Une journaliste néerlandaise fuit l'Egypte après avoir été inculpée

La journaliste néerlandaise Rena Netjes a fui mardi l'Egypte, a souligné un de ses employeurs. Elle était accusée par les autorités, avec 19 autres journalistes, d'avoir diffusé "de fausses informations" pour la chaîne Al-Jazeera.

Selon la télévision publique "NOS", la journaliste est arrivée aux Pays-Bas. Le parquet égyptien avait annoncé le 29 janvier que 20 journalistes, dont quatre étrangers, seraient jugés.

Ils sont accusés de diffusion de "fausses nouvelles" pour le compte d'Al-Jazeera, "d'appartenance à une organisation terroriste" et d'avoir "porté atteinte à l'unité nationale et à la paix sociale".

Rena Netjes, qui travaille également pour le quotidien "Het Parool", a dit avoir été prévenue des accusations à son encontre par l'ambassade des Pays-Bas au Caire.

Parmi les journalistes étrangers figurent également deux Britanniques et un Australien. Sur les 20 accusés, seuls huit sont détenus, les autres étant recherchés par les autorités.

Accusations "ridicules"

Qualifiant les accusations à son encontre de "ridicules", Mme Netjes pense avoir été incriminée par les autorités égyptiennes en raison d'un rendez-vous professionnel en décembre avec un journaliste d'Al-Jazeera dans le centre du Caire.

"Le procureur général avait déjà dit il y a quelques jours qu'il était malheureux que je me sois retrouvé sur la liste, qu'il voulait abandonner l'affaire contre moi, mais qu'elle avait déjà été envoyée au juge", a-t-elle précisé.

Le parquet avait accusé les journalistes d'entretenir des liens avec les Frères musulmans, considérés comme une organisation terroriste par les autorités, dirigées par l'armée.

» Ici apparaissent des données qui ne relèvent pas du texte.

#![allow(dead_code)]
use std::net::SocketAddr;
use std::sync::{Arc, Mutex};
use tokio::net::UdpSocket;
use tokio::sync::oneshot;

/// How the mock server answers each datagram.
#[derive(Debug, Clone, Copy, PartialEq, Eq)]
pub enum MockBehavior {
    /// Echo the question and append one A record for 93.184.216.34.
    AnswerA,
    /// Echo the question with RCODE=NXDOMAIN and no answers.
    NxDomain,
    /// Echo the question with RCODE=SERVFAIL.
    ServFail,
    /// Never reply.
    Silent,
    /// Reply with a datagram that fills a 4096-byte buffer.
    Oversized,
}

pub struct MockDnsServer {
    addr: SocketAddr,
    received: Arc<Mutex<Vec<Vec<u8>>>>,
    shutdown_tx: Option<oneshot::Sender<()>>,
}

impl MockDnsServer {
    pub async fn start(behavior: MockBehavior) -> Result<Self, std::io::Error> {
        let socket = UdpSocket::bind(SocketAddr::from(([127, 0, 0, 1], 0))).await?;
        let local_addr = socket.local_addr()?;
        let received = Arc::new(Mutex::new(Vec::new()));
        let log = Arc::clone(&received);

        let (shutdown_tx, mut shutdown_rx) = oneshot::channel();

        tokio::spawn(async move {
            let mut buf = vec![0u8; 4096];

            loop {
                tokio::select! {
                    _ = &mut shutdown_rx => {
                        break;
                    }
                    result = socket.recv_from(&mut buf) => {
                        if let Ok((len, peer)) = result {
                            log.lock().unwrap().push(buf[..len].to_vec());
                            if let Some(response) = Self::build_mock_response(behavior, &buf[..len]) {
                                let _ = socket.send_to(&response, peer).await;
                            }
                        }
                    }
                }
            }
        });

        Ok(Self {
            addr: local_addr,
            received,
            shutdown_tx: Some(shutdown_tx),
        })
    }

    pub fn addr(&self) -> SocketAddr {
        self.addr
    }

    /// Every datagram the server has seen, in arrival order.
    pub fn received(&self) -> Vec<Vec<u8>> {
        self.received.lock().unwrap().clone()
    }

    fn build_mock_response(behavior: MockBehavior, query: &[u8]) -> Option<Vec<u8>> {
        if query.len() < 12 {
            return None;
        }

        let (rcode, answers) = match behavior {
            MockBehavior::Silent => return None,
            MockBehavior::Oversized => return Some(vec![0u8; 4096]),
            MockBehavior::AnswerA => (0x00, 1u8),
            MockBehavior::NxDomain => (0x03, 0),
            MockBehavior::ServFail => (0x02, 0),
        };

        let mut response = Vec::with_capacity(512);

        // ID
        response.extend_from_slice(&query[0..2]);
        // QR + RD, RA + RCODE
        response.push(0x81);
        response.push(0x80 | rcode);
        // QDCOUNT
        response.extend_from_slice(&query[4..6]);
        // ANCOUNT, NSCOUNT, ARCOUNT
        response.extend_from_slice(&[0x00, answers, 0x00, 0x00, 0x00, 0x00]);

        if query.len() > 12 {
            response.extend_from_slice(&query[12..]);
        }

        if answers == 1 {
            response.extend_from_slice(&[
                0xc0, 0x0c, // pointer to the question name
                0x00, 0x01, // TYPE A
                0x00, 0x01, // CLASS IN
                0x00, 0x00, 0x00, 0x3c, // TTL 60
                0x00, 0x04, // RDLENGTH
                93, 184, 216, 34,
            ]);
        }

        Some(response)
    }

    pub fn shutdown(mut self) {
        if let Some(tx) = self.shutdown_tx.take() {
            let _ = tx.send(());
        }
    }
}

impl Drop for MockDnsServer {
    fn drop(&mut self) {
        if let Some(tx) = self.shutdown_tx.take() {
            let _ = tx.send(());
        }
    }
}

/// An address nobody listens on: bound once to get a free port, then released.
pub async fn closed_udp_port() -> SocketAddr {
    let socket = UdpSocket::bind("127.0.0.1:0").await.unwrap();
    socket.local_addr().unwrap()
}
use clap::Parser;
use dohgate_domain::{parse_duration, CliOverrides, GetPayloadFormat};
use mimalloc::MiMalloc;
use std::net::SocketAddr;
use std::time::Duration;
use tracing::info;

mod bootstrap;
mod di;
mod server;

#[global_allocator]
static GLOBAL: MiMalloc = MiMalloc;

#[derive(Parser)]
#[command(name = "dohgate")]
#[command(version)]
#[command(about = "Dohgate - DNS-over-HTTPS gateway")]
struct Cli {
    /// Configuration file path
    #[arg(short = 'c', long, value_name = "FILE")]
    config: Option<String>,

    /// Log every request at info level
    #[arg(short = 'v', long)]
    verbose: bool,

    /// Maximum number of cached lookups in internal resolver mode
    #[arg(long)]
    capacity: Option<usize>,

    /// Forward queries to this DNS server (HOST:PORT) instead of resolving internally
    #[arg(short = 'u', long, value_name = "HOST:PORT")]
    upstream: Option<String>,

    /// Per-request timeout (e.g. 2500ms, 2.5s)
    #[arg(short = 't', long, value_parser = parse_duration)]
    timeout: Option<Duration>,

    /// HTTP listen port
    #[arg(short = 'p', long)]
    port: Option<u16>,

    /// Bind address
    #[arg(short = 'b', long)]
    bind: Option<String>,

    /// Log level (trace, debug, info, warn, error)
    #[arg(long)]
    log_level: Option<String>,

    /// How the GET `dns` parameter is read (wire, hostname)
    #[arg(long, value_enum)]
    get_payload: Option<GetPayloadFormatArg>,
}

#[derive(Clone, Copy, Debug, clap::ValueEnum)]
enum GetPayloadFormatArg {
    Wire,
    Hostname,
}

impl From<GetPayloadFormatArg> for GetPayloadFormat {
    fn from(arg: GetPayloadFormatArg) -> Self {
        match arg {
            GetPayloadFormatArg::Wire => GetPayloadFormat::Wire,
            GetPayloadFormatArg::Hostname => GetPayloadFormat::Hostname,
        }
    }
}

#[tokio::main]
async fn main() -> anyhow::Result<()> {
    let cli = Cli::parse();

    let cli_overrides = CliOverrides {
        port: cli.port,
        bind_address: cli.bind.clone(),
        upstream: cli.upstream.clone(),
        timeout: cli.timeout,
        cache_capacity: cli.capacity,
        verbose: cli.verbose,
        get_payload: cli.get_payload.map(Into::into),
        log_level: cli.log_level.clone(),
    };

    let config = bootstrap::load_config(cli.config.as_deref(), cli_overrides)?;

    bootstrap::init_logging(&config);

    info!("Starting Dohgate v{}", env!("CARGO_PKG_VERSION"));

    if let Some(runtime_api) = server::lambda_runtime_api() {
        let services = di::DohServices::for_lambda(&config.gateway);
        return server::run_lambda_runtime(&runtime_api, services.handler).await;
    }

    let services = di::DohServices::new(&config.gateway).await?;

    let web_addr: SocketAddr = format!("{}:{}", config.server.bind_address, config.server.port)
        .parse()
        .map_err(|e| {
            anyhow::anyhow!(
                "Invalid listen address {}:{}: {}",
                config.server.bind_address,
                config.server.port,
                e
            )
        })?;

    server::start_web_server(web_addr, services.state()).await?;

    info!("Server shutdown complete");
    Ok(())
}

Après la destitution du président islamiste Mohamed Morsi le 3 juillet par l'armée, les nouvelles autorités se sont lancées dans une sanglante répression de ses partisans. Et elles n'ont pas apprécié la façon dont Al-Jazeera a couvert les événements, l'accusant de prendre fait et cause pour les Frères musulmans.